Crested anoles are found in neotropical areas of Puerto Rico (including Vieques and Culebra), the Caribbean islands of Anegada, Tortola, Virgin Gorda, Jost Van Dyke, St. John, and St. Thomas. It is also considered an introduced species in Florida, the Dominican Republic, and Costa Rica. It is not known precisely when the species was introduced to these areas, but it is widely believed that Anola crostata was introduced to La Romana (Dominican Republic) before 1920.
This is a perching species commonly found in arboreal habitats. Males in particular, use tree trunks to make their presence known to other animals. Because they are often found close to the ground, they are called ground-roosting species. They may also roost on walls and fences. Walls and fences are usually in more open areas and are advantageous for finding prey and being seen by intruders in their territory. For this reason, crested serpent eagles are often found in urban and suburban areas.
Crested Serpent Eagle
The body length ranges from 10 to 20.5 cm. Because of the species’ long tail, the SVL (snout-vent length) is usually only 7.5 cm for males and 5.7 cm for females. Females are much smaller than males. The young of this species is about 5.08 cm. Males are gray to light brown in color and may have a crest on their tails. Males can also communicate with each other by extending their dewlap (skin valve) below the neck. The color of the dewlap varies from yellow to red and may be lighter or darker depending on the humidity of the habitat. Females are opaque, matching the ground color, and have a dark stripe with a light border on their back. Young males also display this dorsal stripe until maturity. Females lack a tail comb and guttation. This species can change color depending on the environment, lighting, and mood.
Not much is known about the specific development of crested anoles. Anolis species tend to grow faster in males than in females in many cases. At maturity, this difference in growth rate leads to sexual dimorphism. Males resemble females when they are young and do not have a well-developed guttation. This structure and dorsal crest develop over time in males.
Males regularly mate with females in their territory. Males approach females to mate and perform a variety of displays. Head banging, flexing, and gutturals.
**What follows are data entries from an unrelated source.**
use std::collections::{BTreeSet, HashMap};

use chrono::{DateTime, Utc};
use hourglass_rs::SafeTimeProvider;
use serde::{Deserialize, Serialize};
use tracing::{debug, info, warn};

use crate::config::EngineConfig;
use crate::errors::Result;
use crate::events::{Event, EventStore};
use crate::reconcile::Reconciler;
use crate::store::Store;
use crate::types::{InstallmentId, PaymentId};

/// what one sweep changed
#[derive(Debug, Clone, PartialEq, Default, Serialize, Deserialize)]
pub struct SweepReport {
    #[serde(with = "chrono::serde::ts_milliseconds")]
    pub swept_at: DateTime<Utc>,
    pub candidates: usize,
    pub marked_overdue: Vec<InstallmentId>,
    pub grace_expired: Vec<InstallmentId>,
    pub payments_reconciled: usize,
}

impl SweepReport {
    pub fn is_noop(&self) -> bool {
        self.marked_overdue.is_empty() && self.grace_expired.is_empty()
    }
}

/// flips past-due pending installments to overdue
///
/// Safe to run concurrently with itself: the pending check happens inside
/// each atomic patch, so only one sweep wins any given row.
pub struct OverdueSweeper<'a, S: Store + ?Sized> {
    store: &'a S,
    config: &'a EngineConfig,
}

impl<'a, S: Store + ?Sized> OverdueSweeper<'a, S> {
    pub fn new(store: &'a S, config: &'a EngineConfig) -> Self {
        Self { store, config }
    }

    pub fn sweep(
        &self,
        time_provider: &SafeTimeProvider,
        events: &mut EventStore,
    ) -> Result<SweepReport> {
        let now = time_provider.now();
        let grace = self.config.grace_period();
        let mut report = SweepReport {
            swept_at: now,
            ..SweepReport::default()
        };
        let mut touched: BTreeSet<PaymentId> = BTreeSet::new();

        let candidates = self.store.pending_due_before(now)?;
        report.candidates = candidates.len();
        let mut cancelled: HashMap<PaymentId, bool> = HashMap::new();
        for candidate in candidates {
            let skip = match cancelled.get(&candidate.payment_id) {
                Some(&skip) => skip,
                None => {
                    let skip = self
                        .store
                        .payment(candidate.payment_id)?
                        .map(|p| p.is_cancelled())
                        .unwrap_or(false);
                    cancelled.insert(candidate.payment_id, skip);
                    skip
                }
            };
            if skip {
                continue;
            }
            let mut flipped = false;
            let installment = self.store.update_installment(candidate.id, &mut |i| {
                flipped = i.mark_overdue(now, grace).applied();
                Ok(())
            })?;
            if !flipped {
                // settled or swept by someone else since the query
                continue;
            }
            debug!(
                installment_id = %installment.id,
                due_date = %installment.due_date,
                "installment overdue"
            );
            events.emit(Event::InstallmentOverdue {
                installment_id: installment.id,
                payment_id: installment.payment_id,
                due_date: installment.due_date,
                grace_ends_at: installment.grace_period_end.unwrap_or(now + grace),
            });
            touched.insert(installment.payment_id);
            report.marked_overdue.push(installment.id);
        }

        for candidate in self.store.grace_ended_before(now)? {
            let mut closed = false;
            self.store.update_installment(candidate.id, &mut |i| {
                closed = i.expire_grace(now).applied();
                Ok(())
            })?;
            if closed {
                events.emit(Event::GracePeriodExpired {
                    installment_id: candidate.id,
                    timestamp: now,
                });
                report.grace_expired.push(candidate.id);
            }
        }

        if self.config.reconcile_after_sweep {
            let reconciler = Reconciler::new(self.store, self.config);
            for payment_id in touched {
                if self.store.payment(payment_id)?.is_none() {
                    warn!(%payment_id, "overdue installment has no aggregate");
                    continue;
                }
                reconciler.reconcile_payment(payment_id, time_provider, events)?;
                report.payments_reconciled += 1;
            }
        }

        info!(
            candidates = report.candidates,
            marked_overdue = report.marked_overdue.len(),
            grace_expired = report.grace_expired.len(),
            payments_reconciled = report.payments_reconciled,
            "overdue sweep finished"
        );
        Ok(report)
    }
}

#[cfg(test)]
mod tests {
    use super::*;
    use crate::decimal::Money;
    use crate::installment::Installment;
    use crate::payment::ParentPayment;
    use crate::store::MemoryStore;
    use crate::types::{InstallmentStatus, PaymentStatus};
    use chrono::{Duration, TimeZone};
    use hourglass_rs::TimeSource;
    use uuid::Uuid;

    fn start() -> DateTime<Utc> {
        Utc.with_ymd_and_hms(2024, 1, 1, 0, 0, 0).unwrap()
    }

    fn seed(store: &MemoryStore) -> (PaymentId, Vec<InstallmentId>) {
        let payment = ParentPayment::new(
            Uuid::new_v4(),
            Uuid::new_v4(),
            None,
            Money::from_major(300),
            start(),
            start(),
        );
        store.insert_payment(payment.clone()).unwrap();
        let ids = (1..=3u32)
            .map(|index| {
                let mut inst = Installment::new(
                    payment.id,
                    payment.parent_id,
                    None,
                    index,
                    3,
                    Money::from_major(100),
                    start() + Duration::days(31 * (index as i64 - 1)),
                    start(),
                );
                if index == 1 {
                    inst.settle(start(), &[]);
                }
                let id = inst.id;
                store.insert_installment(inst).unwrap();
                id
            })
            .collect();
        (payment.id, ids)
    }

    #[test]
    fn test_sweep_marks_past_due_only() {
        let store = MemoryStore::new();
        let config = EngineConfig::default();
        let time = SafeTimeProvider::new(TimeSource::Test(start() + Duration::days(40)));
        let (payment_id, ids) = seed(&store);
        let mut events = EventStore::new();

        let report = OverdueSweeper::new(&store, &config).sweep(&time, &mut events).unwrap();
        assert_eq!(report.marked_overdue, vec![ids[1]]);
        assert_eq!(report.payments_reconciled, 1);
        assert_eq!(
            store.installment(ids[2]).unwrap().unwrap().status,
            InstallmentStatus::Pending
        );
        assert_eq!(store.payment(payment_id).unwrap().unwrap().status, PaymentStatus::Overdue);

        // second run changes nothing
        let again = OverdueSweeper::new(&store, &config).sweep(&time, &mut events).unwrap();
        assert!(again.is_noop());
    }

    #[test]
    fn test_grace_window_closes() {
        let store = MemoryStore::new();
        let config = EngineConfig::default();
        let time = SafeTimeProvider::new(TimeSource::Test(start() + Duration::days(32)));
        let control = time.test_control().unwrap();
        let (_, ids) = seed(&store);
        let mut events = EventStore::new();
        let sweeper = OverdueSweeper::new(&store, &config);

        sweeper.sweep(&time, &mut events).unwrap();
        let inst = store.installment(ids[1]).unwrap().unwrap();
        assert!(inst.in_grace_period);

        control.advance(Duration::days(4));
        assert!(sweeper.sweep(&time, &mut events).unwrap().grace_expired.is_empty());

        control.advance(Duration::days(1));
        let report = sweeper.sweep(&time, &mut events).unwrap();
        assert_eq!(report.grace_expired, vec![ids[1]]);
        let inst = store.installment(ids[1]).unwrap().unwrap();
        assert!(!inst.in_grace_period);
        assert_eq!(inst.status, InstallmentStatus::Overdue);
    }

    #[test]
    fn test_concurrent_sweeps_flip_each_row_once() {
        let store = MemoryStore::new();
        let config = EngineConfig::default();
        let mut seeded = Vec::new();
        for _ in 0..10 {
            seeded.push(seed(&store));
        }

        let flipped: usize = std::thread::scope(|scope| {
            let handles: Vec<_> = (0..4)
                .map(|_| {
                    scope.spawn(|| {
                        let time = SafeTimeProvider::new(TimeSource::Test(
                            start() + Duration::days(70),
                        ));
                        let mut events = EventStore::new();
                        OverdueSweeper::new(&store, &config)
                            .sweep(&time, &mut events)
                            .unwrap()
                            .marked_overdue
                            .len()
                    })
                })
                .collect();
            handles.into_iter().map(|h| h.join().unwrap()).sum()
        });

        // installments 2 and 3 of every payment are past due
        assert_eq!(flipped, 20);
        for (payment_id, _) in seeded {
            assert_eq!(store.payment(payment_id).unwrap().unwrap().status, PaymentStatus::Overdue);
        }
    }
}
use std::collections::BTreeMap;

use chrono::{DateTime, Duration, Utc};
use serde::{Deserialize, Serialize};

use crate::decimal::Money;
use crate::errors::{PlanError, Result};
use crate::types::{
    InstallmentId, InstallmentStatus, ParentId, PaymentId, PaymentMethod, PlanId,
};

/// one scheduled due
#[derive(Debug, Clone, PartialEq, Serialize, Deserialize)]
pub struct Installment {
    pub id: InstallmentId,
    pub payment_id: PaymentId,
    pub parent_id: ParentId,
    pub plan_id: Option<PlanId>,

    // position in series, 1-based
    pub index: u32,
    pub total_in_series: u32,

    pub amount: Money,
    pub due_date: DateTime<Utc>,
    pub status: InstallmentStatus,
    pub paid_at: Option<DateTime<Utc>>,
    /// first settlement, kept through later unmarks
    #[serde(default)]
    pub first_paid_at: Option<DateTime<Utc>>,

    // grace window opened by the overdue transition
    pub in_grace_period: bool,
    pub grace_period_end: Option<DateTime<Utc>>,

    // reminder bookkeeping, written only by record_reminder
    pub reminders_sent: u32,
    pub last_reminder_sent: Option<DateTime<Utc>>,

    /// processor references (checkout session, payment intent, charge)
    pub external_refs: Vec<String>,
    pub failure_count: u32,
    pub last_failure_reason: Option<String>,

    pub metadata: InstallmentMetadata,

    pub created_at: DateTime<Utc>,
    pub updated_at: DateTime<Utc>,
}

/// structured side-channel attached to an installment
#[derive(Debug, Clone, PartialEq, Default, Serialize, Deserialize)]
pub struct InstallmentMetadata {
    /// present while an administrator-recorded payment stands
    pub manual_payment: Option<ManualPayment>,
    /// append-only override history
    pub overrides: Vec<OverrideEvent>,
    /// administrator customization this installment was generated from
    pub schedule_line: Option<CustomScheduleLine>,
    /// processor event ids already applied, for duplicate delivery
    #[serde(default)]
    pub processor_events: Vec<String>,
    /// integration-specific values
    pub extra: BTreeMap<String, serde_json::Value>,
}

/// payment collected outside the processor
#[derive(Debug, Clone, PartialEq, Serialize, Deserialize)]
pub struct ManualPayment {
    pub at: DateTime<Utc>,
    pub method: PaymentMethod,
    pub note: String,
    pub actor: String,
}

#[derive(Debug, Clone, Copy, PartialEq, Eq, Serialize, Deserialize)]
#[serde(rename_all = "snake_case")]
pub enum OverrideAction {
    MarkedPaid,
    Unmarked,
}

/// audit entry for a manual status change
#[derive(Debug, Clone, PartialEq, Serialize, Deserialize)]
pub struct OverrideEvent {
    pub at: DateTime<Utc>,
    pub action: OverrideAction,
    pub method: Option<PaymentMethod>,
    pub note: String,
    pub actor: String,
    /// unmark only: later processor settlements must not re-apply paid
    pub suppress_reapply: bool,
}

/// administrator-defined schedule line
#[derive(Debug, Clone, PartialEq, Serialize, Deserialize)]
pub struct CustomScheduleLine {
    pub amount: Money,
    pub due_date: DateTime<Utc>,
    pub method: Option<PaymentMethod>,
    pub check_number: Option<String>,
}

/// result of applying a transition to a record
#[derive(Debug, Clone, Copy, PartialEq, Eq)]
pub enum Transition {
    Applied,
    Unchanged,
}

impl Transition {
    pub fn applied(&self) -> bool {
        matches!(self, Transition::Applied)
    }
}

impl Installment {
    /// new pending installment
    #[allow(clippy::too_many_arguments)]
    pub fn new(
        payment_id: PaymentId,
        parent_id: ParentId,
        plan_id: Option<PlanId>,
        index: u32,
        total_in_series: u32,
        amount: Money,
        due_date: DateTime<Utc>,
        now: DateTime<Utc>,
    ) -> Self {
        Self {
            id: uuid::Uuid::new_v4(),
            payment_id,
            parent_id,
            plan_id,
            index,
            total_in_series,
            amount,
            due_date,
            status: InstallmentStatus::Pending,
            paid_at: None,
            first_paid_at: None,
            in_grace_period: false,
            grace_period_end: None,
            reminders_sent: 0,
            last_reminder_sent: None,
            external_refs: Vec::new(),
            failure_count: 0,
            last_failure_reason: None,
            metadata: InstallmentMetadata::default(),
            created_at: now,
            updated_at: now,
        }
    }

    pub fn is_paid(&self) -> bool {
        self.status.is_paid()
    }

    /// settled now or at any point in the past
    pub fn was_ever_paid(&self) -> bool {
        self.is_paid()
            || self.paid_at.is_some()
            || self.first_paid_at.is_some()
            || self
                .metadata
                .overrides
                .iter()
                .any(|o| o.action == OverrideAction::MarkedPaid)
    }

    /// settled no later than the calendar day it was due
    pub fn paid_on_time(&self) -> bool {
        match (self.status, self.paid_at) {
            (InstallmentStatus::Paid, Some(paid_at)) => {
                paid_at.date_naive() <= self.due_date.date_naive()
            }
            _ => false,
        }
    }

    /// latest manual override entry
    pub fn last_override(&self) -> Option<&OverrideEvent> {
        self.metadata.overrides.last()
    }

    /// pending/overdue/failed -> paid; idempotent on paid
    pub fn settle(&mut self, now: DateTime<Utc>, external_refs: &[String]) -> Transition {
        let mut changed = false;
        for reference in external_refs {
            if !self.external_refs.contains(reference) {
                self.external_refs.push(reference.clone());
                changed = true;
            }
        }

        if !self.is_paid() {
            self.status = InstallmentStatus::Paid;
            self.paid_at = Some(now);
            if self.first_paid_at.is_none() {
                self.first_paid_at = Some(now);
            }
            self.in_grace_period = false;
            self.grace_period_end = None;
            changed = true;
        }

        if changed {
            self.updated_at = now;
            Transition::Applied
        } else {
            Transition::Unchanged
        }
    }

    /// pending -> overdue, opening the grace window
    pub fn mark_overdue(&mut self, now: DateTime<Utc>, grace: Duration) -> Transition {
        if self.status != InstallmentStatus::Pending {
            return Transition::Unchanged;
        }
        self.status = InstallmentStatus::Overdue;
        self.in_grace_period = true;
        self.grace_period_end = Some(now + grace);
        self.updated_at = now;
        Transition::Applied
    }

    /// close the grace window once its end has passed
    pub fn expire_grace(&mut self, now: DateTime<Utc>) -> Transition {
        match self.grace_period_end {
            Some(end) if self.in_grace_period && end <= now => {
                self.in_grace_period = false;
                self.updated_at = now;
                Transition::Applied
            }
            _ => Transition::Unchanged,
        }
    }

    /// processor declined a charge
    pub fn fail(&mut self, now: DateTime<Utc>, reason: Option<String>) -> Result<Transition> {
        match self.status {
            InstallmentStatus::Paid => Err(PlanError::InvalidTransition {
                id: self.id,
                from: self.status,
                to: InstallmentStatus::Failed,
            }),
            InstallmentStatus::Failed => Ok(Transition::Unchanged),
            InstallmentStatus::Pending | InstallmentStatus::Overdue => {
                self.status = InstallmentStatus::Failed;
                self.failure_count += 1;
                self.last_failure_reason = reason;
                self.in_grace_period = false;
                self.updated_at = now;
                Ok(Transition::Applied)
            }
        }
    }

    /// failed -> pending so the charge can be retried
    pub fn retry(&mut self, now: DateTime<Utc>) -> Result<Transition> {
        match self.status {
            InstallmentStatus::Failed => {
                self.status = InstallmentStatus::Pending;
                self.grace_period_end = None;
                self.updated_at = now;
                Ok(Transition::Applied)
            }
            InstallmentStatus::Pending => Ok(Transition::Unchanged),
            from => Err(PlanError::InvalidTransition {
                id: self.id,
                from,
                to: InstallmentStatus::Pending,
            }),
        }
    }

    /// touches reminder fields only
    pub fn record_reminder(&mut self, now: DateTime<Utc>) {
        self.reminders_sent += 1;
        self.last_reminder_sent = Some(now);
    }

    /// administrator records an off-processor payment
    pub fn apply_manual_payment(&mut self, payment: ManualPayment) -> Transition {
        let now = payment.at;
        self.metadata.overrides.push(OverrideEvent {
            at: now,
            action: OverrideAction::MarkedPaid,
            method: Some(payment.method.clone()),
            note: payment.note.clone(),
            actor: payment.actor.clone(),
            suppress_reapply: false,
        });
        self.metadata.manual_payment = Some(payment);
        self.settle(now, &[]);
        self.updated_at = now;
        Transition::Applied
    }

    /// administrator reverts a payment; only the manual payment entry is removed
    pub fn revert_manual_payment(
        &mut self,
        now: DateTime<Utc>,
        note: String,
        actor: String,
        suppress_reapply: bool,
    ) -> Transition {
        if !self.is_paid() && self.metadata.manual_payment.is_none() {
            return Transition::Unchanged;
        }
        self.metadata.manual_payment = None;
        self.metadata.overrides.push(OverrideEvent {
            at: now,
            action: OverrideAction::Unmarked,
            method: None,
            note,
            actor,
            suppress_reapply,
        });
        // the next sweep re-opens overdue state if the due date has passed
        self.status = InstallmentStatus::Pending;
        self.in_grace_period = false;
        self.grace_period_end = None;
        self.paid_at = None;
        self.updated_at = now;
        Transition::Applied
    }

    /// `status == paid` exactly when `paid_at` is set
    pub fn paid_state_consistent(&self) -> bool {
        self.is_paid() == self.paid_at.is_some()
    }
}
When the female recognizes the male’s display, she bows her head in response. When the male moves onto the female, the female bends her neck, and the male bites it. He then brings his tail close to the female and inserts his parts into the female’s vulva. However, the female may reject the male’s mating invitation before then, in which case she runs away without bending her neck.
Egg production in crested ibises is seasonal, with reduced activity during the cold and dry seasons. Female crested anoles lay one or two eggs under logs or rock piles every two weeks. Usually, when the female finds a place to lay her eggs, she bumps them with the tip of her nose. After this action, she will dig with her paws. Once in the hole, the female will push them further inside and cover them with soil. This species also participates in communal egg-laying, where several females use the same nest to lay eggs. The average incubation period is 50 days.
There is little information about the lifespan of crested anoles in the wild or in captivity. However, several other anolis species have been reported to have an average lifespan of about 7 years in captivity. The lifespan of anole lizards is strongly correlated with the number of predators with which they share a habitat.